Because these funds are written as a single premium life assurance bond, there is no income tax liability, but profits at maturity are liable to 40 per cent Capital Gains Tax, less annual CGT exemptions of £1,000 for an individual and £2,000 for a couple.

Early encashment of this fund - that is in the first five years - will result in what is known as back-end loaded penalties of 5 per cent of the fund in the first year, 4 per cent in year two, 3 per cent in year three, 2 per cent in year four and 1 per cent in year five. The fact that the fund managers are not constrained by having to reserve profits each year to pay internal withholding tax and profits are not subject to DIRT suggests a better long-term return, even with a CGT liability.

Nor are the managers constrained by having to lock their funds into one or more indices. Instead, they can vary their exposure to the six listed indices by a range of 0-40 per cent at any quarter.

Any performance growth is locked in at any quarter, eliminating the need for the controversial growth `averaging' clauses that apply in conventional trackers.

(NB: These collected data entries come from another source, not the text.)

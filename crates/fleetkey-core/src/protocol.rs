//! JSON message types for the control-plane WebSocket protocol.
//!
//! Control clients (a browser panel or any WebSocket client) speak JSON text
//! frames; the device plane speaks the binary report format in [`crate::report`].
//! This module is the control-plane half of the wire contract.
//!
//! # Message flow
//!
//! ```text
//! Client → Server: JSON text frame  →  ControlRequest
//! Server → Client: ControlPush      →  JSON text frame
//! ```
//!
//! Every message is a JSON object with a lowercase `"type"` discriminant,
//! handled by serde's `#[serde(tag = "type")]`:
//!
//! ```json
//! {"type":"keyboard","device":"broadcast","key":"ENTER","modifiers":{"ctrl":true}}
//! {"type":"devices","devices":[{"serial":"R58M...","name":"Pixel-58M1","port":8886,"ws_url":"ws://127.0.0.1:8886","connected":true}]}
//! ```
//!
//! Requests and pushes are distinct enums so it is a compile-time error to
//! send a server-only message from a client, and vice versa.
//!
//! Field names in this module are frozen: renaming one breaks every deployed
//! control panel.

use serde::{Deserialize, Serialize};

use crate::report::ModifierSet;

/// Routing sentinel meaning "all currently alive device sessions".
pub const BROADCAST_DEVICE: &str = "broadcast";

// ── Client → Server requests ──────────────────────────────────────────────────

/// All messages a control client can send to the server.
#[derive(Debug, Clone, PartialEq, Serialize, Deserialize)]
#[serde(tag = "type", rename_all = "snake_case")]
pub enum ControlRequest {
    /// Inject one logical keystroke (press + release) on the target device(s).
    Keyboard {
        /// Device serial, or [`BROADCAST_DEVICE`] for every alive device.
        device: String,
        /// Symbolic key name resolved through the key table ("A", "ENTER", ...).
        key: String,
        /// Modifier keys held for the keystroke; omitted fields are `false`.
        #[serde(default)]
        modifiers: ModifierSet,
    },

    /// Type a text string character by character on the target device(s).
    ///
    /// Characters without a key-table entry are skipped individually; the
    /// rest of the text is still delivered.
    Text {
        /// Device serial, or [`BROADCAST_DEVICE`].
        device: String,
        /// The text to type, in source order.
        text: String,
    },

    /// Ask for an immediate device-list push.
    ///
    /// The server also pushes the list unsolicited on every registry change;
    /// this exists for clients that want to re-sync on demand.
    GetDevices,
}

// ── Server → Client pushes ────────────────────────────────────────────────────

/// All messages the server can push to a control client.
#[derive(Debug, Clone, PartialEq, Serialize, Deserialize)]
#[serde(tag = "type", rename_all = "snake_case")]
pub enum ControlPush {
    /// The current device list.
    ///
    /// Sent once when a control client connects, after every registry change
    /// (device added, removed, or liveness flipped), and in reply to
    /// [`ControlRequest::GetDevices`].
    Devices { devices: Vec<DeviceEntry> },

    /// A malformed or unroutable command was rejected.
    ///
    /// Scoped to the originating connection only; the session stays open and
    /// subsequent well-formed commands are processed normally.
    Error { message: String },
}

/// One device as reported in a [`ControlPush::Devices`] push.
#[derive(Debug, Clone, PartialEq, Eq, Serialize, Deserialize)]
pub struct DeviceEntry {
    /// Stable device identifier (adb serial).
    pub serial: String,
    /// Human-readable label assigned at discovery time.
    pub name: String,
    /// Forwarded local port the device's injector listens on.
    pub port: u16,
    /// WebSocket endpoint of the device's injector.
    pub ws_url: String,
    /// Whether the server currently holds a live session to this device.
    pub connected: bool,
}

// ── Tests ─────────────────────────────────────────────────────────────────────

#[cfg(test)]
mod tests {
    use super::*;

    #[test]
    fn test_keyboard_request_deserializes_from_the_documented_shape() {
        // Arrange: exactly what a control panel sends
        let json = r#"{
            "type": "keyboard",
            "device": "R58M123ABC",
            "key": "ENTER",
            "modifiers": {"ctrl": true, "shift": false, "alt": false}
        }"#;

        // Act
        let msg: ControlRequest = serde_json::from_str(json).unwrap();

        // Assert
        match msg {
            ControlRequest::Keyboard { device, key, modifiers } => {
                assert_eq!(device, "R58M123ABC");
                assert_eq!(key, "ENTER");
                assert!(modifiers.ctrl);
                assert!(!modifiers.shift && !modifiers.alt && !modifiers.gui);
            }
            other => panic!("expected Keyboard, got {other:?}"),
        }
    }

    #[test]
    fn test_keyboard_request_modifiers_are_optional() {
        let json = r#"{"type":"keyboard","device":"broadcast","key":"TAB"}"#;
        let msg: ControlRequest = serde_json::from_str(json).unwrap();
        match msg {
            ControlRequest::Keyboard { device, modifiers, .. } => {
                assert_eq!(device, BROADCAST_DEVICE);
                assert!(modifiers.is_empty());
            }
            other => panic!("expected Keyboard, got {other:?}"),
        }
    }

    #[test]
    fn test_text_request_round_trips() {
        let original = ControlRequest::Text {
            device: "broadcast".to_string(),
            text: "HELLO WORLD".to_string(),
        };
        let json = serde_json::to_string(&original).unwrap();
        assert!(json.contains(r#""type":"text""#));
        let decoded: ControlRequest = serde_json::from_str(&json).unwrap();
        assert_eq!(original, decoded);
    }

    #[test]
    fn test_get_devices_uses_snake_case_discriminant() {
        let json = serde_json::to_string(&ControlRequest::GetDevices).unwrap();
        assert_eq!(json, r#"{"type":"get_devices"}"#);
    }

    #[test]
    fn test_devices_push_serializes_the_frozen_field_names() {
        let push = ControlPush::Devices {
            devices: vec![DeviceEntry {
                serial: "emulator-5554".to_string(),
                name: "SM-G991B-5554".to_string(),
                port: 8886,
                ws_url: "ws://127.0.0.1:8886".to_string(),
                connected: true,
            }],
        };

        let json = serde_json::to_string(&push).unwrap();

        // Every field name is part of the wire contract.
        for field in [
            r#""type":"devices""#,
            r#""serial":"emulator-5554""#,
            r#""name":"SM-G991B-5554""#,
            r#""port":8886"#,
            r#""ws_url":"ws://127.0.0.1:8886""#,
            r#""connected":true"#,
        ] {
            assert!(json.contains(field), "missing {field} in {json}");
        }
    }

    #[test]
    fn test_error_push_round_trips() {
        let original = ControlPush::Error {
            message: "bad command: missing field `key`".to_string(),
        };
        let json = serde_json::to_string(&original).unwrap();
        assert!(json.contains(r#""type":"error""#));
        let decoded: ControlPush = serde_json::from_str(&json).unwrap();
        assert_eq!(original, decoded);
    }

    #[test]
    fn test_missing_type_field_is_a_deserialization_error() {
        let json = r#"{"device":"broadcast","key":"ENTER"}"#;
        let result: Result<ControlRequest, _> = serde_json::from_str(json);
        assert!(result.is_err(), "missing 'type' must not deserialize");
    }

    #[test]
    fn test_unknown_type_is_a_deserialization_error() {
        let json = r#"{"type":"mouse","device":"broadcast"}"#;
        let result: Result<ControlRequest, _> = serde_json::from_str(json);
        assert!(result.is_err(), "unknown 'type' must not deserialize");
    }
}
//! The UHID keyboard report: the 9-byte binary frame the device-side
//! injector consumes.
//!
//! Wire layout (frozen contract, byte-exact):
//!
//! ```text
//! byte 0     message type (100 = keyboard report)
//! byte 1     modifier bitmask (bit0 ctrl, bit1 shift, bit2 alt, bit3 gui)
//! byte 2     reserved, always 0
//! byte 3     HID usage code of the active key (0 = none)
//! bytes 4..8 reserved key slots, always 0
//! ```
//!
//! Only single-key-at-a-time injection is modeled: one usage code per
//! report, the six extra key slots stay zero. A logical keystroke is two
//! reports — press (byte 3 = usage) then release (byte 3 = 0) — carrying
//! the same modifier mask on both.

use serde::{Deserialize, Serialize};

/// Device-plane message type for a keyboard report.
pub const REPORT_TYPE_KEYBOARD: u8 = 100;

/// Total size of a keyboard report in bytes.
pub const REPORT_LEN: usize = 9;

// ── Modifier set ──────────────────────────────────────────────────────────────

/// The set of modifier keys held during a keystroke.
///
/// Serializes to/from the control-plane JSON shape
/// `{"ctrl":bool,"shift":bool,"alt":bool,"gui":bool}`; absent fields
/// default to `false`, so clients may omit `gui` (or everything).
#[derive(Debug, Clone, Copy, PartialEq, Eq, Default, Serialize, Deserialize)]
pub struct ModifierSet {
    #[serde(default)]
    pub ctrl: bool,
    #[serde(default)]
    pub shift: bool,
    #[serde(default)]
    pub alt: bool,
    #[serde(default)]
    pub gui: bool,
}

impl ModifierSet {
    pub const CTRL: u8 = 1 << 0;
    pub const SHIFT: u8 = 1 << 1;
    pub const ALT: u8 = 1 << 2;
    pub const GUI: u8 = 1 << 3;

    /// Packs the set into the injector's modifier bitmask.
    ///
    /// Bit positions are a frozen wire contract; the set is
    /// order-independent by construction.
    pub fn mask(self) -> u8 {
        let mut mask = 0u8;
        if self.ctrl {
            mask |= Self::CTRL;
        }
        if self.shift {
            mask |= Self::SHIFT;
        }
        if self.alt {
            mask |= Self::ALT;
        }
        if self.gui {
            mask |= Self::GUI;
        }
        mask
    }

    /// Unpacks a modifier bitmask. Bits above bit 3 are ignored.
    pub fn from_mask(mask: u8) -> Self {
        Self {
            ctrl: mask & Self::CTRL != 0,
            shift: mask & Self::SHIFT != 0,
            alt: mask & Self::ALT != 0,
            gui: mask & Self::GUI != 0,
        }
    }

    /// Returns `true` if no modifier is held.
    pub fn is_empty(self) -> bool {
        self.mask() == 0
    }
}

// ── Keyboard report ───────────────────────────────────────────────────────────

/// One encoded keyboard report, always exactly [`REPORT_LEN`] bytes.
#[derive(Debug, Clone, Copy, PartialEq, Eq)]
pub struct KeyboardReport([u8; REPORT_LEN]);

impl KeyboardReport {
    /// Encodes a key-down report for `usage` with the given modifiers.
    pub fn press(usage: u8, modifiers: ModifierSet) -> Self {
        let mut bytes = [0u8; REPORT_LEN];
        bytes[0] = REPORT_TYPE_KEYBOARD;
        bytes[1] = modifiers.mask();
        bytes[3] = usage;
        // bytes[2] and bytes[4..=8] stay 0: reserved by the wire contract.
        Self(bytes)
    }

    /// Encodes the key-up report that clears the active key.
    ///
    /// Carries the same modifier mask as the matching press; the injector
    /// has no separate repeat state, so every press must be paired with one
    /// of these.
    pub fn release(modifiers: ModifierSet) -> Self {
        Self::press(0, modifiers)
    }

    /// The raw wire bytes.
    pub fn as_bytes(&self) -> &[u8; REPORT_LEN] {
        &self.0
    }

    /// The wire bytes as an owned buffer, ready for a binary frame.
    pub fn to_vec(&self) -> Vec<u8> {
        self.0.to_vec()
    }

    /// The usage code carried in this report (0 for a release).
    pub fn usage(&self) -> u8 {
        self.0[3]
    }

    /// The modifier mask carried in this report.
    pub fn modifier_mask(&self) -> u8 {
        self.0[1]
    }
}

// ── Tests ─────────────────────────────────────────────────────────────────────
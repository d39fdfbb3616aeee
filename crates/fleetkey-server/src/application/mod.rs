//! Application layer: session registry and command routing.
//!
//! This layer holds the server's behavior — which devices exist, which are
//! alive, and how a control command becomes a sequence of keyboard reports —
//! expressed against the [`DeviceTransport`] seam so none of it depends on
//! real sockets.

pub mod registry;
pub mod router;
pub mod transport;

pub use registry::{RegistryError, SessionRegistry};
pub use router::{
    Command, CommandRouter, CommandTarget, Delivery, DispatchError, RouteError, RouterConfig,
    RoutingResult, TargetOutcome,
};
pub use transport::{DeviceTransport, SendError};
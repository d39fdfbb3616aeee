//! End-to-end wire-contract tests: from a control-plane JSON frame down to
//! the exact device-plane bytes.
//!
//! These tests cross module boundaries on purpose — the key table, the
//! report encoder, and the JSON protocol each have their own unit tests,
//! but the injector only ever sees their composition. If any of the three
//! drifts, the byte sequences asserted here are what breaks on real
//! devices.

use fleetkey_core::{
    usage_for_char, usage_for_name, ControlRequest, KeyboardReport, ModifierSet, REPORT_LEN,
};

/// Resolves a keyboard request the way the server does and returns the full
/// press/release byte pair.
fn keystroke_bytes(json: &str) -> (Vec<u8>, Vec<u8>) {
    let request: ControlRequest = serde_json::from_str(json).expect("valid request");
    let (key, modifiers) = match request {
        ControlRequest::Keyboard { key, modifiers, .. } => (key, modifiers),
        other => panic!("expected keyboard request, got {other:?}"),
    };
    let usage = usage_for_name(&key).expect("known key");
    (
        KeyboardReport::press(usage, modifiers).to_vec(),
        KeyboardReport::release(modifiers).to_vec(),
    )
}

#[test]
fn test_ctrl_enter_frame_produces_documented_bytes() {
    let (press, release) = keystroke_bytes(
        r#"{"type":"keyboard","device":"dev-1","key":"ENTER","modifiers":{"ctrl":true}}"#,
    );

    assert_eq!(press, vec![100, 0x01, 0, 0x28, 0, 0, 0, 0, 0]);
    assert_eq!(release, vec![100, 0x01, 0, 0x00, 0, 0, 0, 0, 0]);
}

#[test]
fn test_plain_letter_frame_has_empty_mask() {
    let (press, release) =
        keystroke_bytes(r#"{"type":"keyboard","device":"broadcast","key":"a"}"#);

    assert_eq!(press, vec![100, 0, 0, 0x04, 0, 0, 0, 0, 0]);
    assert_eq!(release, vec![100, 0, 0, 0, 0, 0, 0, 0, 0]);
}

#[test]
fn test_text_request_realizes_as_ordered_press_release_pairs() {
    let request: ControlRequest =
        serde_json::from_str(r#"{"type":"text","device":"dev-1","text":"OK 1"}"#).unwrap();
    let text = match request {
        ControlRequest::Text { text, .. } => text,
        other => panic!("expected text request, got {other:?}"),
    };

    let no_mods = ModifierSet::default();
    let mut reports = Vec::new();
    for c in text.chars() {
        let usage = usage_for_char(c).expect("mappable character");
        reports.push(KeyboardReport::press(usage, no_mods));
        reports.push(KeyboardReport::release(no_mods));
    }

    let usages: Vec<u8> = reports.iter().map(|r| r.usage()).collect();
    // O, release, K, release, space, release, 1, release.
    assert_eq!(usages, [0x12, 0, 0x0E, 0, 0x2C, 0, 0x1E, 0]);
    assert!(reports.iter().all(|r| r.as_bytes().len() == REPORT_LEN));
    assert!(reports.iter().all(|r| r.as_bytes()[0] == 100));
}
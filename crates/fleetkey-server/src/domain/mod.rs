//! Domain layer: device identity and server configuration.
//!
//! Plain data types with no I/O. The manifest loader in [`config`] touches
//! the filesystem but nothing here opens a socket.

pub mod config;
pub mod device;

pub use config::{ConfigError, FleetManifest, ServerConfig};
pub use device::DeviceIdentity;
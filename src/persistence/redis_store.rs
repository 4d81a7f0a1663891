use std::time::Duration;

use parking_lot::Mutex;
use redis::Commands;
use tracing::{debug, warn};

use super::KeyValueStore;
use crate::error::StorageError;

const CONNECT_TIMEOUT: Duration = Duration::from_secs(2);
const IO_TIMEOUT: Duration = Duration::from_secs(2);

/// Redis-backed string store.
///
/// The connection is opened lazily and dropped on any error, so a Redis
/// that is down at startup (or restarts later) only costs failed calls,
/// never a crash.
pub struct RedisStore {
    client: redis::Client,
    conn: Mutex<Option<redis::Connection>>,
}

impl RedisStore {
    /// Only validates the URL; no connection is made here.
    pub fn open(url: &str) -> Result<Self, StorageError> {
        let client = redis::Client::open(url)
            .map_err(|e| StorageError::Unavailable(format!("invalid Redis URL \"{url}\": {e}")))?;
        Ok(Self {
            client,
            conn: Mutex::new(None),
        })
    }

    fn with_conn<T>(
        &self,
        op: impl FnOnce(&mut redis::Connection) -> redis::RedisResult<T>,
    ) -> Result<T, StorageError> {
        let mut guard = self.conn.lock();
        if guard.is_none() {
            let conn = self.client.get_connection_with_timeout(CONNECT_TIMEOUT)?;
            conn.set_read_timeout(Some(IO_TIMEOUT))?;
            conn.set_write_timeout(Some(IO_TIMEOUT))?;
            debug!("connected to Redis");
            *guard = Some(conn);
        }

        let Some(conn) = guard.as_mut() else {
            return Err(StorageError::Unavailable("no Redis connection".into()));
        };
        match op(conn) {
            Ok(v) => Ok(v),
            Err(e) => {
                warn!(error = %e, "Redis command failed, dropping connection");
                *guard = None;
                Err(e.into())
            }
        }
    }
}

impl KeyValueStore for RedisStore {
    fn get(&self, key: &str) -> Result<Option<String>, StorageError> {
        self.with_conn(|conn| conn.get(key))
    }

    fn set(&self, key: &str, value: &str) -> Result<(), StorageError> {
        self.with_conn(|conn| conn.set(key, value))
    }
}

The entry charge for this fund is 1.5 per cent of the total capital being invested (which Scottish International describes as an `establishment charge') and an annual management charge of 1 per cent. There are five free switches a year, if you decide to instruct the fund manager to track a different index than the ones being managed. However, Mr Buggy says he doubts whether most investors would be interested in taking such a hands-on approach. Scottish Equitable International, is wholly owned by Scottish Equitable plc, which has a AAA credit rating from Standard and Poor and is one of 35 different fund managers used by Buggy McCormack Asset Managers.

Investors should seek independent advice in order to compare this product to other international fund options which will not carry these sorts of capital guarantees, but which may pay higher returns, before making any final commitment.